Paradoxe connu : ce sont plutôt les séries d’anime adaptées des récits de papier de Leiji Matsumoto qui l’ont rendu célèbre sous nos latitudes. Lui-même avoue avoir « été surpris de constater que plusieurs générations de Français connaissaient [son] œuvre ».
Né en 1938, le jeune Akira Matsumoto a dessiné son « premier manga à six ans, Sous-Marin 13 ». Lors de ses débuts professionnels, il s’est essayé à différents registres, incluant le shôjo, dont son épouse Miyako Maki fut une des vedettes.
Durant les années 1960, il renoue avec un rêve d’enfance. Il aurait eu alors « en tête d’aller vivre dans l’espace une fois adulte ». D’évidence, c’est dans ce domaine qu’il demeure le plus renommé en Occident !
Comme pour beaucoup de maîtres du manga, la publication de sa production en français reste parcellaire.
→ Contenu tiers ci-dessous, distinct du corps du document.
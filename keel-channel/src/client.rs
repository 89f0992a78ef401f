//! Client side of the channel
//!
//! Mirrors the server's derivation so callers (and tests) can talk to
//! encrypted endpoints.

use crate::envelope::EncryptedEnvelope;
use crate::handshake::{HandshakeRequest, HandshakeResponse};
use crate::kdf::derive_session_key;
use crate::keys::{import_public_key, HandshakeKeyPair};
use crate::{ChannelError, KEY_LEN};
use base64::engine::general_purpose::STANDARD as BASE64;
use base64::Engine;
use chrono::{DateTime, Utc};
use p256::SecretKey;
use rand::rngs::OsRng;
use zeroize::Zeroizing;

/// A pending client handshake
pub struct ClientHandshake {
    fingerprint: String,
    keys: HandshakeKeyPair,
}

impl ClientHandshake {
    /// Generate a fresh client keypair
    pub fn new(fingerprint: impl Into<String>) -> Result<Self, ChannelError> {
        Ok(Self {
            fingerprint: fingerprint.into(),
            keys: HandshakeKeyPair::new(SecretKey::random(&mut OsRng))?,
        })
    }

    /// Body for `POST /handshake/init`
    pub fn request(&self) -> HandshakeRequest {
        HandshakeRequest {
            client_public_key_base64: BASE64.encode(self.keys.public_key_der()),
            client_fingerprint: self.fingerprint.clone(),
        }
    }

    /// Derive the session key from the server's answer
    pub fn complete(self, response: &HandshakeResponse) -> Result<ClientSession, ChannelError> {
        let server_key_der = BASE64
            .decode(response.server_public_key_base64.trim())
            .map_err(|e| ChannelError::Base64Decode {
                field: "serverPublicKeyBase64",
                message: e.to_string(),
            })?;
        let server_key = import_public_key(&server_key_der)?;

        let shared = self.keys.diffie_hellman(&server_key);
        let key = derive_session_key(
            &shared.raw_secret_bytes()[..],
            self.keys.public_key_der(),
            &server_key_der,
        )?;

        Ok(ClientSession {
            session_id: response.session_id.clone(),
            fingerprint: self.fingerprint,
            key,
            expires_at: response.expires_at_utc,
        })
    }
}

/// An established client session
pub struct ClientSession {
    session_id: String,
    fingerprint: String,
    key: Zeroizing<[u8; KEY_LEN]>,
    expires_at: DateTime<Utc>,
}

impl ClientSession {
    pub fn session_id(&self) -> &str {
        &self.session_id
    }

    pub fn fingerprint(&self) -> &str {
        &self.fingerprint
    }

    pub fn expires_at(&self) -> DateTime<Utc> {
        self.expires_at
    }

    pub fn key(&self) -> &[u8; KEY_LEN] {
        &self.key
    }

    /// Encrypt a request body
    pub fn seal(&self, plaintext: &[u8]) -> Result<EncryptedEnvelope, ChannelError> {
        EncryptedEnvelope::seal(&self.key, &self.session_id, &self.fingerprint, plaintext)
    }

    /// Decrypt a response body
    pub fn open(&self, envelope: &EncryptedEnvelope) -> Result<Vec<u8>, ChannelError> {
        envelope.open(&self.key)
    }
}

#[cfg(test)]
mod tests {
    use super::*;
    use crate::{HandshakeService, KeyExchangeProvider, DEFAULT_SESSION_TTL};
    use std::sync::Arc;
    use tokio_util::sync::CancellationToken;

    #[test]
    fn test_round_trip_through_server_key() {
        let service = HandshakeService::new(
            Arc::new(KeyExchangeProvider::ephemeral()),
            DEFAULT_SESSION_TTL,
        );
        let client = ClientHandshake::new("client-a").unwrap();
        let (response, context) = service
            .create_handshake(&client.request(), &CancellationToken::new())
            .unwrap();
        let session = client.complete(&response).unwrap();

        let request = session.seal(b"{\"command\":\"ping\"}").unwrap();
        assert_eq!(request.session_id, session.session_id());
        assert_eq!(request.client_fingerprint, "client-a");

        let opened = context.with_key(|key| request.open(key)).unwrap();
        assert_eq!(opened, b"{\"command\":\"ping\"}");

        let reply = context
            .with_key(|key| EncryptedEnvelope::seal(key, session.session_id(), "client-a", b"ok"))
            .unwrap();
        assert_eq!(session.open(&reply).unwrap(), b"ok");
    }

    #[test]
    fn test_rejects_bad_server_key() {
        let client = ClientHandshake::new("client-a").unwrap();
        let response = HandshakeResponse {
            session_id: "abc".to_string(),
            server_public_key_base64: "@@@".to_string(),
            expires_at_utc: Utc::now(),
        };
        assert!(client.complete(&response).is_err());
    }
}
//! Server key material for the handshake
//!
//! Normally every handshake gets a freshly generated P-256 keypair. A fixed
//! keypair can be configured instead (base64 `d`, `x`, `y`), which is useful
//! for reproducible test vectors.

use crate::ChannelError;
use base64::engine::general_purpose::STANDARD as BASE64;
use base64::Engine;
use p256::ecdh::{diffie_hellman, SharedSecret};
use p256::elliptic_curve::sec1::FromEncodedPoint;
use p256::pkcs8::EncodePublicKey;
use p256::{EncodedPoint, FieldBytes, PublicKey, SecretKey};
use rand::rngs::OsRng;
use std::fmt;
use zeroize::{Zeroize, ZeroizeOnDrop, Zeroizing};

const COORDINATE_LEN: usize = 32;

/// Base64 coordinates of a fixed server keypair
#[derive(Clone, Zeroize, ZeroizeOnDrop)]
pub struct FixedKeyCoordinates {
    pub d: String,
    pub x: String,
    pub y: String,
}

impl FixedKeyCoordinates {
    /// Combine optional settings; either all three are set or none
    pub fn from_parts(
        d: Option<String>,
        x: Option<String>,
        y: Option<String>,
    ) -> Result<Option<Self>, ChannelError> {
        match (d, x, y) {
            (None, None, None) => Ok(None),
            (Some(d), Some(x), Some(y)) => Ok(Some(Self { d, x, y })),
            _ => Err(ChannelError::KeyConfiguration(
                "fixed server key needs d, x and y together".to_string(),
            )),
        }
    }
}

impl fmt::Debug for FixedKeyCoordinates {
    fn fmt(&self, f: &mut fmt::Formatter<'_>) -> fmt::Result {
        f.debug_struct("FixedKeyCoordinates")
            .field("d", &"<redacted>")
            .field("x", &self.x)
            .field("y", &self.y)
            .finish()
    }
}

/// Produces server keypairs for handshakes
#[derive(Clone, Default)]
pub struct KeyExchangeProvider {
    fixed: Option<SecretKey>,
}

impl fmt::Debug for KeyExchangeProvider {
    fn fmt(&self, f: &mut fmt::Formatter<'_>) -> fmt::Result {
        f.debug_struct("KeyExchangeProvider")
            .field("fixed", &self.fixed.is_some())
            .finish()
    }
}

impl KeyExchangeProvider {
    /// Generate a fresh keypair for every handshake
    pub fn ephemeral() -> Self {
        Self { fixed: None }
    }

    /// Use one configured keypair for every handshake
    ///
    /// Fails unless `(x, y)` is the public point of `d`.
    pub fn fixed(coordinates: &FixedKeyCoordinates) -> Result<Self, ChannelError> {
        let d = decode_coordinate("d", &coordinates.d)?;
        let x = decode_coordinate("x", &coordinates.x)?;
        let y = decode_coordinate("y", &coordinates.y)?;

        let secret = SecretKey::from_bytes(&FieldBytes::from(*d))
            .map_err(|_| ChannelError::KeyConfiguration("d is not a valid P-256 scalar".into()))?;

        let point = EncodedPoint::from_affine_coordinates(
            &FieldBytes::from(*x),
            &FieldBytes::from(*y),
            false,
        );
        let expected: PublicKey = Option::from(PublicKey::from_encoded_point(&point))
            .ok_or_else(|| ChannelError::KeyConfiguration("(x, y) is not on P-256".into()))?;

        if secret.public_key() != expected {
            return Err(ChannelError::KeyConfiguration(
                "(x, y) does not match d".to_string(),
            ));
        }

        Ok(Self {
            fixed: Some(secret),
        })
    }

    /// Build from optional coordinates, falling back to ephemeral keys
    pub fn from_config(coordinates: Option<&FixedKeyCoordinates>) -> Result<Self, ChannelError> {
        match coordinates {
            Some(c) => Self::fixed(c),
            None => Ok(Self::ephemeral()),
        }
    }

    /// Whether a fixed keypair is configured
    pub fn is_fixed(&self) -> bool {
        self.fixed.is_some()
    }

    /// Key material for exactly one handshake
    pub fn create_key_material(&self) -> Result<HandshakeKeyPair, ChannelError> {
        let secret = match &self.fixed {
            Some(secret) => secret.clone(),
            None => SecretKey::random(&mut OsRng),
        };
        HandshakeKeyPair::new(secret)
    }
}

/// A keypair scoped to one handshake
///
/// The private scalar is zeroed when this is dropped.
pub struct HandshakeKeyPair {
    secret: SecretKey,
    public_key_der: Vec<u8>,
}

impl HandshakeKeyPair {
    pub(crate) fn new(secret: SecretKey) -> Result<Self, ChannelError> {
        let public_key_der = secret
            .public_key()
            .to_public_key_der()
            .map_err(|e| ChannelError::KeyConfiguration(format!("public key export failed: {}", e)))?
            .as_bytes()
            .to_vec();
        Ok(Self {
            secret,
            public_key_der,
        })
    }

    /// Public key as DER SubjectPublicKeyInfo
    pub fn public_key_der(&self) -> &[u8] {
        &self.public_key_der
    }

    /// ECDH with a peer's public key
    pub fn diffie_hellman(&self, peer: &PublicKey) -> SharedSecret {
        diffie_hellman(self.secret.to_nonzero_scalar(), peer.as_affine())
    }
}

/// Import a peer public key from SPKI DER, or a SEC1 encoded point
pub fn import_public_key(bytes: &[u8]) -> Result<PublicKey, ChannelError> {
    use p256::pkcs8::DecodePublicKey;

    PublicKey::from_public_key_der(bytes)
        .or_else(|_| PublicKey::from_sec1_bytes(bytes))
        .map_err(|_| ChannelError::InvalidClientKey("not a P-256 public key".to_string()))
}

fn decode_coordinate(
    field: &'static str,
    value: &str,
) -> Result<Zeroizing<[u8; COORDINATE_LEN]>, ChannelError> {
    let bytes = Zeroizing::new(BASE64.decode(value.trim()).map_err(|e| {
        ChannelError::Base64Decode {
            field,
            message: e.to_string(),
        }
    })?);
    let coordinate: [u8; COORDINATE_LEN] = bytes.as_slice().try_into().map_err(|_| {
        ChannelError::InvalidLength {
            field,
            expected: COORDINATE_LEN,
            got: bytes.len(),
        }
    })?;
    Ok(Zeroizing::new(coordinate))
}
Néanmoins, un premier effort de cohérence – certaines fois négligé par Matsumoto entre ses histoires – a été entrepris par Kana au début des années 2000 en publiant Capitaine Albator (Captain Harlock, cinq volumes), Galaxie Express 999 (vingt et un volumes) et L’Anneau des Nibelungen (huit volumes).
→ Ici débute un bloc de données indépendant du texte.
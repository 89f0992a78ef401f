//! keel-channel: Session-encrypted request channel
//!
//! A client opens a session with an ephemeral P-256 key exchange
//! ([`HandshakeService`]). Both sides derive the same AES-256-GCM key with
//! HKDF-SHA256, and every later request and response travels as an
//! [`EncryptedEnvelope`] bound to `(sessionId, clientFingerprint)`.
//!
//! ```text
//! client                                   server
//!   │  {clientPublicKeyBase64, fingerprint}   │
//!   ├────────────────────────────────────────►│ KeyExchangeProvider
//!   │  {sessionId, serverPublicKeyBase64}     │ ECDH + HKDF ──► SessionStore
//!   │◄────────────────────────────────────────┤
//!   │  EncryptedEnvelope                      │
//!   ├────────────────────────────────────────►│ open ──► handler ──► seal
//!   │◄────────────────────────────────────────┤
//! ```

pub mod client;
pub mod envelope;
pub mod error;
pub mod handshake;
pub mod kdf;
pub mod keys;
pub mod session;
pub mod sweeper;

use std::time::Duration;

pub use client::{ClientHandshake, ClientSession};
pub use envelope::{aad, EncryptedEnvelope};
pub use error::ChannelError;
pub use handshake::{HandshakeRequest, HandshakeResponse, HandshakeService};
pub use keys::{FixedKeyCoordinates, HandshakeKeyPair, KeyExchangeProvider};
pub use session::{InMemorySessionStore, SessionContext, SessionStore};
pub use sweeper::{spawn_session_sweeper, SweeperConfig};

/// AES-256 key length in bytes
pub const KEY_LEN: usize = 32;

/// AES-GCM nonce length in bytes (96-bit)
pub const NONCE_LEN: usize = 12;

/// AES-GCM tag length in bytes
pub const TAG_LEN: usize = 16;

/// Envelope format version
pub const ENVELOPE_VERSION: u32 = 1;

/// HKDF info binding derived keys to this channel
pub const HKDF_INFO: &[u8] = b"Keel-AES-256-GCM";

/// Longest accepted base64 client public key
pub const MAX_ENCODED_CLIENT_KEY_LEN: usize = 4096;

/// Longest accepted decoded client public key
pub const MAX_CLIENT_KEY_LEN: usize = 512;

/// Default session lifetime
pub const DEFAULT_SESSION_TTL: Duration = Duration::from_secs(5 * 60);
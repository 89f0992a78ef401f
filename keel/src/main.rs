use clap::Parser;
use keel::tracing_support::init_subscriber;
use keel::ServerConfig;

#[tokio::main]
async fn main() -> anyhow::Result<()> {
    let config = ServerConfig::parse();
    init_subscriber(&config.tracing_config());

    keel::server::run(config).await
}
Le tout s’inscrit dans la mouvance de Star Wars et du regain procuré au Space Opera par le succès de la saga galactique dans les années 1970, notamment au Japon (voir Les Évadés de l’espace de Kinji Fukasaku et la série télévisée dérivée San Ku Kaï).
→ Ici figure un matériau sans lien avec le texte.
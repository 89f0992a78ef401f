//! Key-exchange handshake
//!
//! The client sends its P-256 public key (DER SubjectPublicKeyInfo, base64)
//! and a fingerprint. The server answers with its own public key and a new
//! session id; both sides then derive the same session key.

use crate::keys::{import_public_key, KeyExchangeProvider};
use crate::kdf::derive_session_key;
use crate::session::SessionContext;
use crate::{ChannelError, DEFAULT_SESSION_TTL, MAX_CLIENT_KEY_LEN, MAX_ENCODED_CLIENT_KEY_LEN};
use base64::engine::general_purpose::STANDARD as BASE64;
use base64::Engine;
use chrono::{DateTime, Utc};
use serde::{Deserialize, Serialize};
use std::sync::Arc;
use std::time::Duration;
use tokio_util::sync::CancellationToken;
use uuid::Uuid;

#[derive(Debug, Clone, Serialize, Deserialize)]
#[serde(rename_all = "camelCase")]
pub struct HandshakeRequest {
    #[serde(default)]
    pub client_public_key_base64: String,
    #[serde(default)]
    pub client_fingerprint: String,
}

#[derive(Debug, Clone, Serialize, Deserialize)]
#[serde(rename_all = "camelCase")]
pub struct HandshakeResponse {
    pub session_id: String,
    pub server_public_key_base64: String,
    pub expires_at_utc: DateTime<Utc>,
}

/// Performs handshakes and derives session keys
#[derive(Debug, Clone)]
pub struct HandshakeService {
    keys: Arc<KeyExchangeProvider>,
    session_ttl: Duration,
}

impl HandshakeService {
    pub fn new(keys: Arc<KeyExchangeProvider>, session_ttl: Duration) -> Self {
        Self { keys, session_ttl }
    }

    pub fn session_ttl(&self) -> Duration {
        self.session_ttl
    }

    /// Run the server side of a handshake
    ///
    /// The caller stores the returned context under
    /// `(request.client_fingerprint, response.session_id)`.
    pub fn create_handshake(
        &self,
        request: &HandshakeRequest,
        cancel: &CancellationToken,
    ) -> Result<(HandshakeResponse, SessionContext), ChannelError> {
        if cancel.is_cancelled() {
            return Err(ChannelError::Cancelled);
        }

        if request.client_fingerprint.trim().is_empty() {
            return Err(ChannelError::Validation(
                "clientFingerprint is required".to_string(),
            ));
        }
        let encoded = request.client_public_key_base64.trim();
        if encoded.is_empty() {
            return Err(ChannelError::Validation(
                "clientPublicKeyBase64 is required".to_string(),
            ));
        }
        if encoded.len() > MAX_ENCODED_CLIENT_KEY_LEN {
            return Err(ChannelError::InvalidClientKey(format!(
                "encoded key exceeds {} characters",
                MAX_ENCODED_CLIENT_KEY_LEN
            )));
        }

        let client_key_der = BASE64
            .decode(encoded)
            .map_err(|e| ChannelError::InvalidClientKey(format!("bad base64: {}", e)))?;
        if client_key_der.is_empty() || client_key_der.len() > MAX_CLIENT_KEY_LEN {
            return Err(ChannelError::InvalidClientKey(format!(
                "decoded key must be 1..={} bytes, got {}",
                MAX_CLIENT_KEY_LEN,
                client_key_der.len()
            )));
        }
        let client_key = import_public_key(&client_key_der)?;

        let server = self.keys.create_key_material()?;
        let shared = server.diffie_hellman(&client_key);
        let session_key = derive_session_key(
            &shared.raw_secret_bytes()[..],
            &client_key_der,
            server.public_key_der(),
        )?;

        let session_id = Uuid::new_v4().simple().to_string();
        let ttl = chrono::Duration::from_std(self.session_ttl)
            .unwrap_or_else(|_| chrono::Duration::seconds(DEFAULT_SESSION_TTL.as_secs() as i64));
        let expires_at = Utc::now() + ttl;

        tracing::info!(
            client = %request.client_fingerprint,
            session = %session_id,
            expires_at = %expires_at,
            "Handshake completed"
        );

        let response = HandshakeResponse {
            session_id,
            server_public_key_base64: BASE64.encode(server.public_key_der()),
            expires_at_utc: expires_at,
        };
        let context = SessionContext::new(session_key, client_key_der, expires_at);

        Ok((response, context))
    }
}

#[cfg(test)]
mod tests {
    use super::*;
    use crate::client::ClientHandshake;
    use crate::KEY_LEN;

    fn service() -> HandshakeService {
        HandshakeService::new(Arc::new(KeyExchangeProvider::ephemeral()), DEFAULT_SESSION_TTL)
    }

    #[test]
    fn test_client_and_server_derive_same_key() {
        let client = ClientHandshake::new("client-a").unwrap();
        let (response, context) = service()
            .create_handshake(&client.request(), &CancellationToken::new())
            .unwrap();

        assert_eq!(response.session_id.len(), 32);
        assert!(response.expires_at_utc > Utc::now());

        let session = client.complete(&response).unwrap();
        context.with_key(|server_key| {
            assert_eq!(server_key.len(), KEY_LEN);
            assert_eq!(server_key, session.key());
        });
    }

    #[test]
    fn test_session_ids_are_unique() {
        let service = service();
        let client = ClientHandshake::new("client-a").unwrap();
        let cancel = CancellationToken::new();

        let (a, _) = service.create_handshake(&client.request(), &cancel).unwrap();
        let (b, _) = service.create_handshake(&client.request(), &cancel).unwrap();
        assert_ne!(a.session_id, b.session_id);
    }

    #[test]
    fn test_blank_fields_rejected() {
        let cancel = CancellationToken::new();
        let missing_key = HandshakeRequest {
            client_public_key_base64: "  ".to_string(),
            client_fingerprint: "client-a".to_string(),
        };
        assert!(matches!(
            service().create_handshake(&missing_key, &cancel),
            Err(ChannelError::Validation(_))
        ));

        let client = ClientHandshake::new("client-a").unwrap();
        let mut missing_fingerprint = client.request();
        missing_fingerprint.client_fingerprint = String::new();
        assert!(matches!(
            service().create_handshake(&missing_fingerprint, &cancel),
            Err(ChannelError::Validation(_))
        ));
    }

    #[test]
    fn test_malformed_keys_rejected() {
        let cancel = CancellationToken::new();
        let cases = [
            "not base64!!".to_string(),
            "A".repeat(MAX_ENCODED_CLIENT_KEY_LEN + 4),
            BASE64.encode(vec![0x30u8; MAX_CLIENT_KEY_LEN + 1]),
            BASE64.encode(b"definitely not a point"),
        ];

        for encoded in cases {
            let request = HandshakeRequest {
                client_public_key_base64: encoded,
                client_fingerprint: "client-a".to_string(),
            };
            assert!(matches!(
                service().create_handshake(&request, &cancel),
                Err(ChannelError::InvalidClientKey(_))
            ));
        }
    }

    #[test]
    fn test_cancelled_handshake() {
        let cancel = CancellationToken::new();
        cancel.cancel();
        let client = ClientHandshake::new("client-a").unwrap();

        assert!(matches!(
            service().create_handshake(&client.request(), &cancel),
            Err(ChannelError::Cancelled)
        ));
    }
}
Dans l’anime, suite à la diffusion en France de Goldorak (UFO Robot Grendizer) d’après Gô Nagai et tel le Cobra de Buichi Terasawa, le pirate de l’espace de Leiji Matsumoto avait marqué de façon durable la génération Récré A2 et les suivantes.
Sa science-fiction ne se révèle certes pas en pointe de la modernité et il prise avant tout cinéma et bande dessinée de genre, très importants dans son pays. Elle est mâtinée de fortes influences occidentales. Ses emprunts récurrents aux thématiques de la flibuste ou du western le démontrent. Sinon, l’animisme shintoïste prodigue l’invention consistant à faire « hanter » le vaisseau d’Albator (Harlock) par l’âme de son ami défunt Alfred (Toshirô Ôyama), son concepteur, amoureux d’Esmeralda (Emeraldas).
Car les références de Leiji Matsumoto peuvent être plus spécifiquement japonaises. Ainsi, Galaxie Express 999 est tirée à la base de la longue nouvelle Train de nuit dans la Voie lactée de Kenji Miyazawa (1896-1933), l’auteur de Goshu le violoncelliste, adapté par Isao Takahata du studio Ghibli. Le Japon retient surtout ses talents de conteur et de poète, voire son engagement social marquant. Mais son implication bouddhiste d’obédience Nichiren, suivant une tradition de nationalisme prononcé, lui a parfois été reprochée, y compris par des proches.
Si on lui accorde volontiers le bénéfice du doute, notons toutefois chez Matsumoto certains clins d’œil relevant, dans cette veine, d’un autre genre. Son pseudonyme de Leiji (« Guerrier Zéro »), titre d’une de ses œuvres, fait songer aux figures militaristes du pilote de chasseur Mitsubishi ou du kamikaze de la Seconde Guerre mondiale. Ses séries et anime relatifs au Cuirassé Yamato (1974) comportaient déjà des renvois implicites au nom du Japon des origines et à un bateau de guerre coulé en 1945 près d’Okinawa.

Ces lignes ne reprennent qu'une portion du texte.